Rechercher sur Ifri.org

Recherches fréquentes

Suggestions

Course à l’armement dans l’UE : des budgets en hausse, des capacités inégales

Interventions médiatiques |

interviewé par Alicia Piveteau pour

  Polytechnique insights 

 
Accroche

On observe ces dernières années un réarmement progressif des pays membres de l’UE et les budgets de défense sont globalement à la hausse. Si la France possède la seconde armée la plus importante de l’UE, elle peinerait aujourd’hui à déployer plus d’une brigade et à en assurer la relève par une unité équivalente.
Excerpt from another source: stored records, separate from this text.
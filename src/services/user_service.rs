use crate::entities::user_entity as users;
use crate::error::{AppError, AppResult};
use crate::models::*;
use crate::utils::contains_pattern;
use chrono::Utc;
use sea_orm::sea_query::{Expr, ExprTrait, Func};
use sea_orm::{
    ActiveModelTrait, ColumnTrait, Condition, ConnectionTrait, DatabaseConnection, EntityTrait,
    IntoActiveModel, QueryFilter, QueryOrder, QuerySelect, Set,
};

const NAME_MAX_LEN: usize = 100;

/// Trims a required name field and enforces its length.
pub(crate) fn clean_name(field: &str, value: &str) -> AppResult<String> {
    let value = value.trim();
    if value.is_empty() {
        return Err(AppError::ValidationError(format!("{field} may not be blank.")));
    }
    if value.chars().count() > NAME_MAX_LEN {
        return Err(AppError::ValidationError(format!(
            "Ensure {field} has no more than {NAME_MAX_LEN} characters."
        )));
    }
    Ok(value.to_string())
}

/// Blank optional identity fields are stored as NULL so they never collide.
pub(crate) fn clean_optional(value: Option<String>) -> Option<String> {
    value
        .map(|v| v.trim().to_string())
        .filter(|v| !v.is_empty())
}

/// Fails with a field-specific message when another user already holds the
/// email, phone or passport id.
pub(crate) async fn ensure_unique_identity<C: ConnectionTrait>(
    db: &C,
    email: Option<&str>,
    phone: Option<&str>,
    passport_id: Option<&str>,
    exclude_id: Option<i64>,
) -> AppResult<()> {
    let mut any = Condition::any();
    let mut has_terms = false;
    if let Some(email) = email {
        any = any.add(users::Column::Email.eq(email));
        has_terms = true;
    }
    if let Some(phone) = phone {
        any = any.add(users::Column::Phone.eq(phone));
        has_terms = true;
    }
    if let Some(passport_id) = passport_id {
        any = any.add(users::Column::PassportId.eq(passport_id));
        has_terms = true;
    }
    if !has_terms {
        return Ok(());
    }

    let mut query = users::Entity::find().filter(any);
    if let Some(id) = exclude_id {
        query = query.filter(users::Column::Id.ne(id));
    }
    let clashes = query.all(db).await?;

    if let Some(email) = email
        && clashes.iter().any(|u| u.email == email)
    {
        return Err(AppError::ValidationError(
            "user with this email already exists.".to_string(),
        ));
    }
    if phone.is_some() && clashes.iter().any(|u| u.phone.as_deref() == phone) {
        return Err(AppError::ValidationError(
            "user with this phone already exists.".to_string(),
        ));
    }
    if passport_id.is_some()
        && clashes
            .iter()
            .any(|u| u.passport_id.as_deref() == passport_id)
    {
        return Err(AppError::ValidationError(
            "user with this passport id already exists.".to_string(),
        ));
    }
    Ok(())
}

#[derive(Clone)]
pub struct UserService {
    pool: DatabaseConnection,
}

impl UserService {
    pub fn new(pool: DatabaseConnection) -> Self {
        Self { pool }
    }

    async fn find_user(&self, user_id: i64) -> AppResult<users::Model> {
        users::Entity::find_by_id(user_id)
            .one(&self.pool)
            .await?
            .ok_or_else(|| AppError::NotFound("User not found".to_string()))
    }

    pub async fn get_profile(&self, user_id: i64) -> AppResult<UserResponse> {
        Ok(self.find_user(user_id).await?.into())
    }

    pub async fn update_profile(
        &self,
        user_id: i64,
        request: UpdateUserRequest,
    ) -> AppResult<UserResponse> {
        if request.first_name.is_none()
            && request.last_name.is_none()
            && request.phone.is_none()
            && request.passport_id.is_none()
            && request.is_bachelor.is_none()
        {
            return Err(AppError::ValidationError("No fields to update".to_string()));
        }

        let first_name = request
            .first_name
            .as_deref()
            .map(|v| clean_name("first name", v))
            .transpose()?;
        let last_name = request
            .last_name
            .as_deref()
            .map(|v| clean_name("last name", v))
            .transpose()?;
        let phone = request.phone.map(|v| clean_optional(Some(v)));
        let passport_id = request.passport_id.map(|v| clean_optional(Some(v)));

        ensure_unique_identity(
            &self.pool,
            None,
            phone.as_ref().and_then(|p| p.as_deref()),
            passport_id.as_ref().and_then(|p| p.as_deref()),
            Some(user_id),
        )
        .await?;

        let mut model = self.find_user(user_id).await?.into_active_model();
        if let Some(v) = first_name {
            model.first_name = Set(v);
        }
        if let Some(v) = last_name {
            model.last_name = Set(v);
        }
        if let Some(v) = phone {
            model.phone = Set(v);
        }
        if let Some(v) = passport_id {
            model.passport_id = Set(v);
        }
        if let Some(v) = request.is_bachelor {
            model.is_bachelor = Set(v);
        }
        model.updated_at = Set(Some(Utc::now()));

        let updated = model.update(&self.pool).await?;
        Ok(updated.into())
    }

    /// Loads the caller and rejects anyone without staff rights.
    pub async fn require_staff(&self, user_id: i64) -> AppResult<users::Model> {
        let user = users::Entity::find_by_id(user_id)
            .one(&self.pool)
            .await?
            .ok_or_else(|| AppError::AuthError("User not found".to_string()))?;
        if !user.is_active || !user.is_staff {
            return Err(AppError::Forbidden);
        }
        Ok(user)
    }

    pub async fn admin_list_users(
        &self,
        query: &AdminUserQuery,
    ) -> AppResult<PaginatedResponse<AdminUserResponse>> {
        let params = query.pagination();

        let mut select = users::Entity::find();
        if let Some(q) = query.q.as_deref().map(str::trim).filter(|q| !q.is_empty()) {
            let pattern = contains_pattern(&q.to_lowercase());
            let mut any = Condition::any();
            for column in [
                users::Column::FirstName,
                users::Column::LastName,
                users::Column::Email,
                users::Column::Proctor,
                users::Column::PassportId,
            ] {
                any = any.add(Expr::expr(Func::lower(Expr::col(column))).like(pattern.clone()));
            }
            select = select.filter(any);
        }
        if let Some(decision) = query.decision.clone() {
            select = select.filter(users::Column::Decision.eq(decision));
        }
        if let Some(v) = &query.payment_status {
            select = select.filter(users::Column::PaymentStatus.eq(v.as_str()));
        }
        if let Some(v) = &query.proctor {
            select = select.filter(users::Column::Proctor.eq(v.as_str()));
        }
        if let Some(v) = &query.slate_status {
            select = select.filter(users::Column::SlateStatus.eq(v.as_str()));
        }

        #[derive(Debug, sea_orm::FromQueryResult)]
        struct CountRow {
            count: i64,
        }
        let total = select
            .clone()
            .select_only()
            .column_as(Expr::val(1).count(), "count")
            .into_model::<CountRow>()
            .one(&self.pool)
            .await?
            .map(|r| r.count)
            .unwrap_or(0);

        let models = select
            .order_by_desc(users::Column::Id)
            .limit(params.get_limit())
            .offset(params.get_offset())
            .all(&self.pool)
            .await?;

        Ok(PaginatedResponse::new(
            models.into_iter().map(Into::into).collect(),
            &params,
            total as u64,
        ))
    }

    pub async fn admin_update_user(
        &self,
        user_id: i64,
        request: AdminUpdateUserRequest,
    ) -> AppResult<AdminUserResponse> {
        for (field, score) in [
            ("listening_score", request.listening_score),
            ("gvr_score", request.gvr_score),
            ("total_score", request.total_score),
            ("writing_score", request.writing_score),
        ] {
            if score.is_some_and(|s| s < 0) {
                return Err(AppError::ValidationError(format!(
                    "{field} must be zero or greater."
                )));
            }
        }
        if request.cefr_level.as_deref().is_some_and(|c| c.chars().count() > 3) {
            return Err(AppError::ValidationError(
                "Ensure cefr_level has no more than 3 characters.".to_string(),
            ));
        }
        if request.amount_paid.is_some_and(|a| a < 0) {
            return Err(AppError::ValidationError(
                "amount_paid must be zero or greater.".to_string(),
            ));
        }

        let mut model = self.find_user(user_id).await?.into_active_model();
        if let Some(v) = request.payment_status {
            model.payment_status = Set(clean_optional(Some(v)));
        }
        if let Some(v) = request.attendance {
            model.attendance = Set(clean_optional(Some(v)));
        }
        if let Some(v) = request.proctor {
            model.proctor = Set(clean_optional(Some(v)));
        }
        if let Some(v) = request.listening_score {
            model.listening_score = Set(Some(v));
        }
        if let Some(v) = request.gvr_score {
            model.gvr_score = Set(Some(v));
        }
        if let Some(v) = request.total_score {
            model.total_score = Set(Some(v));
        }
        if let Some(v) = request.writing_score {
            model.writing_score = Set(Some(v));
        }
        if let Some(v) = request.cefr_level {
            model.cefr_level = Set(clean_optional(Some(v)));
        }
        if let Some(v) = request.slate_status {
            model.slate_status = Set(clean_optional(Some(v)));
        }
        if let Some(v) = request.decision {
            model.decision = Set(Some(v));
        }
        if let Some(v) = request.payment_provider {
            model.payment_provider = Set(Some(v));
        }
        if let Some(v) = request.transaction_id {
            model.transaction_id = Set(clean_optional(Some(v)));
        }
        if let Some(v) = request.amount_paid {
            model.amount_paid = Set(Some(v));
        }
        if let Some(v) = request.payment_status_auto {
            model.payment_status_auto = Set(v);
        }
        if let Some(v) = request.payment_date {
            model.payment_date = Set(Some(v));
        }
        if let Some(v) = request.is_active {
            model.is_active = Set(v);
        }
        if let Some(v) = request.is_staff {
            model.is_staff = Set(v);
        }
        model.updated_at = Set(Some(Utc::now()));

        let updated = model.update(&self.pool).await?;
        log::info!("Admin updated user {}", updated.id);
        Ok(updated.into())
    }

    /// Sets the same proctor on every listed user in one statement.
    pub async fn assign_proctor(
        &self,
        request: AssignProctorRequest,
    ) -> AppResult<AssignProctorResponse> {
        let proctor_name = clean_name("proctor name", &request.proctor_name)?;
        if request.user_ids.is_empty() {
            return Err(AppError::ValidationError(
                "Select at least one user.".to_string(),
            ));
        }

        let result = users::Entity::update_many()
            .col_expr(users::Column::Proctor, Expr::value(proctor_name.clone()))
            .col_expr(users::Column::UpdatedAt, Expr::value(Utc::now()))
            .filter(users::Column::Id.is_in(request.user_ids))
            .exec(&self.pool)
            .await?;

        log::info!(
            "Proctor \"{proctor_name}\" assigned to {} user(s)",
            result.rows_affected
        );
        Ok(AssignProctorResponse {
            updated: result.rows_affected,
            proctor_name,
        })
    }
}

#[cfg(test)]
mod tests {
    use super::*;
    use sea_orm::{DatabaseBackend, MockDatabase, MockExecResult};

    #[test]
    fn test_clean_name() {
        assert_eq!(clean_name("first name", "  Aziz ").unwrap(), "Aziz");
        assert!(clean_name("first name", "   ").is_err());
        assert!(clean_name("first name", &"x".repeat(101)).is_err());
    }

    #[test]
    fn test_clean_optional_blank_is_none() {
        assert_eq!(clean_optional(Some("  ".into())), None);
        assert_eq!(clean_optional(Some(" AB1 ".into())), Some("AB1".into()));
        assert_eq!(clean_optional(None), None);
    }

    #[tokio::test]
    async fn test_unique_identity_reports_clashing_field() {
        let mut taken = users::Model::sample(3, "other@x.com");
        taken.phone = Some("+998901112233".into());
        let db = MockDatabase::new(DatabaseBackend::Postgres)
            .append_query_results([vec![taken]])
            .into_connection();

        let err = ensure_unique_identity(&db, Some("me@x.com"), Some("+998901112233"), None, None)
            .await
            .unwrap_err();
        assert!(matches!(err, AppError::ValidationError(m) if m.contains("phone")));
    }

    #[tokio::test]
    async fn test_unique_identity_without_terms_skips_query() {
        let db = MockDatabase::new(DatabaseBackend::Postgres).into_connection();
        assert!(ensure_unique_identity(&db, None, None, None, Some(1)).await.is_ok());
    }

    #[tokio::test]
    async fn test_require_staff_rejects_regular_user() {
        let mut user = users::Model::sample(1, "a@x.com");
        user.is_active = true;
        let db = MockDatabase::new(DatabaseBackend::Postgres)
            .append_query_results([vec![user]])
            .into_connection();

        let err = UserService::new(db).require_staff(1).await.unwrap_err();
        assert!(matches!(err, AppError::Forbidden));
    }

    #[tokio::test]
    async fn test_require_staff_accepts_staff() {
        let mut user = users::Model::sample(1, "a@x.com");
        user.is_active = true;
        user.is_staff = true;
        let db = MockDatabase::new(DatabaseBackend::Postgres)
            .append_query_results([vec![user]])
            .into_connection();

        assert_eq!(UserService::new(db).require_staff(1).await.unwrap().id, 1);
    }

    #[tokio::test]
    async fn test_assign_proctor_reports_updated_rows() {
        let db = MockDatabase::new(DatabaseBackend::Postgres)
            .append_exec_results([MockExecResult {
                last_insert_id: 0,
                rows_affected: 2,
            }])
            .into_connection();

        let resp = UserService::new(db)
            .assign_proctor(AssignProctorRequest {
                user_ids: vec![4, 5],
                proctor_name: " J. Smith ".into(),
            })
            .await
            .unwrap();
        assert_eq!(resp.updated, 2);
        assert_eq!(resp.proctor_name, "J. Smith");
    }

    #[tokio::test]
    async fn test_assign_proctor_requires_users() {
        let db = MockDatabase::new(DatabaseBackend::Postgres).into_connection();
        let err = UserService::new(db)
            .assign_proctor(AssignProctorRequest {
                user_ids: vec![],
                proctor_name: "J. Smith".into(),
            })
            .await
            .unwrap_err();
        assert!(matches!(err, AppError::ValidationError(_)));
    }
}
Image principale médiatique
Colonne de véhicules blindés allemands pendant un défilé de l'OTAN
Colonne de véhicules blindés allemands pendant un défilé de l'OTAN
Arnoldas Vitkus/Shutterstock.com
Table des matières
Table des matières
body
  • Aujourd’hui, 4% du budget de la Pologne est consacré à la défense et son objectif est de construire la première armée de Terre de l’UE pour répondre aux menaces russes.
  • Suivant l’exemple polonais, l’Estonie consacre 3,4 % de son budget à la défense, contre 3,2 % pour la Lettonie et 2,9 % pour la Lituanie.
  • Si le Royaume-Uni a un budget de défense conséquent, son armée de Terre comme sa marine ont des lacunes au niveau des infrastructures, des équipements et de la main-d’œuvre.

Chronique par Léo Péria-Peigné, chercheur au Centre des études de sécurité de l'Ifri.

 

Pour répondre aux menaces géostratégiques, la Commission européenne a dévoilé le plan « ReArm Europe ». Dotée d’une enveloppe de 800 milliards d’euros, cette initiative entend renforcer rapidement les capacités industrielles et militaires des États. Avant de mettre à l’œuvre ce plan, quel est l’état global des armées des pays membres ?

Dresser un état des lieux des capacités de défense au sein de l’Union européenne est un exercice complexe puisque la plupart des données traduisent une vision uniquement théorique. En pratique, ces forces ne sont pas allées sur le terrain et n’ont pas connu d’expériences de combat en conditions réelles depuis les années 2000–2010, lors des guerres en Irak ou en Afghanistan. En 2025, les forces ukrainiennes sont les seules en Europe à pouvoir se targuer d’avoir testé leurs capacités militaires dans un conflit de haute intensité.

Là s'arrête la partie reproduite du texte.